### Work item
How many lines below include the string "middleware"? State the number alone.

### Data excerpts
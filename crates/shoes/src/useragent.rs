// Copyright 2019-2026 Maravilla Labs, operated by SOLUTAS GmbH, Switzerland
// SPDX-License-Identifier: Apache-2.0
// SPDX-License-Identifier: MIT

//! User-agent based redirects (e.g. sending old browsers to `/upgrade`).

use std::sync::Arc;

use axum::extract::{Request, State};
use axum::http::{header, HeaderValue, StatusCode};
use axum::middleware::Next;
use axum::response::{IntoResponse, Response};
use regex::Regex;

use crate::error::Result;

/// Ordered list of user-agent redirect rules.
#[derive(Debug, Clone, Default)]
pub struct UserAgentRedirects {
    rules: Vec<(Regex, String)>,
}

impl UserAgentRedirects {
    /// Creates an empty rule list.
    pub fn new() -> Self {
        Self::default()
    }

    /// Adds a rule redirecting user agents matching `pattern` to `target`.
    pub fn push(&mut self, pattern: &str, target: impl Into<String>) -> Result<()> {
        self.rules.push((Regex::new(pattern)?, target.into()));
        Ok(())
    }

    /// Returns true if there are no rules.
    pub fn is_empty(&self) -> bool {
        self.rules.is_empty()
    }

    /// Target of the last rule matching `user_agent`.
    pub fn resolve(&self, user_agent: &str) -> Option<&str> {
        self.rules
            .iter()
            .rev()
            .find(|(pattern, _)| pattern.is_match(user_agent))
            .map(|(_, target)| target.as_str())
    }
}

/// Axum middleware applying [`UserAgentRedirects`].
///
/// Requests already at the redirect target pass through, so the target page
/// itself stays reachable.
pub async fn redirect_useragents(
    State(redirects): State<Arc<UserAgentRedirects>>,
    request: Request,
    next: Next,
) -> Response {
    let target = request
        .headers()
        .get(header::USER_AGENT)
        .and_then(|v| v.to_str().ok())
        .and_then(|ua| redirects.resolve(ua));

    match target {
        Some(target) if target != request.uri().path() => {
            let Ok(location) = HeaderValue::from_str(target) else {
                return next.run(request).await;
            };
            (
                StatusCode::FOUND,
                [
                    (header::LOCATION, location),
                    (
                        header::HeaderName::from_static("x-accel-expires"),
                        HeaderValue::from_static("0"),
                    ),
                ],
            )
                .into_response()
        }
        _ => next.run(request).await,
    }
}

#[cfg(test)]
mod tests {
    use super::*;

    #[test]
    fn test_last_matching_rule_wins() {
        let mut redirects = UserAgentRedirects::new();
        redirects.push(r"MSIE [5-8]", "/upgrade").unwrap();
        redirects.push(r"MSIE 6", "/ie6").unwrap();

        assert_eq!(redirects.resolve("Mozilla/4.0 (compatible; MSIE 6.0)"), Some("/ie6"));
        assert_eq!(redirects.resolve("Mozilla/4.0 (compatible; MSIE 7.0)"), Some("/upgrade"));
        assert_eq!(redirects.resolve("Mozilla/5.0 Firefox/120.0"), None);
    }

    #[test]
    fn test_invalid_pattern() {
        let mut redirects = UserAgentRedirects::new();
        assert!(redirects.push(r"MSIE [5-", "/upgrade").is_err());
        assert!(redirects.is_empty());
    }
}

### Task result
2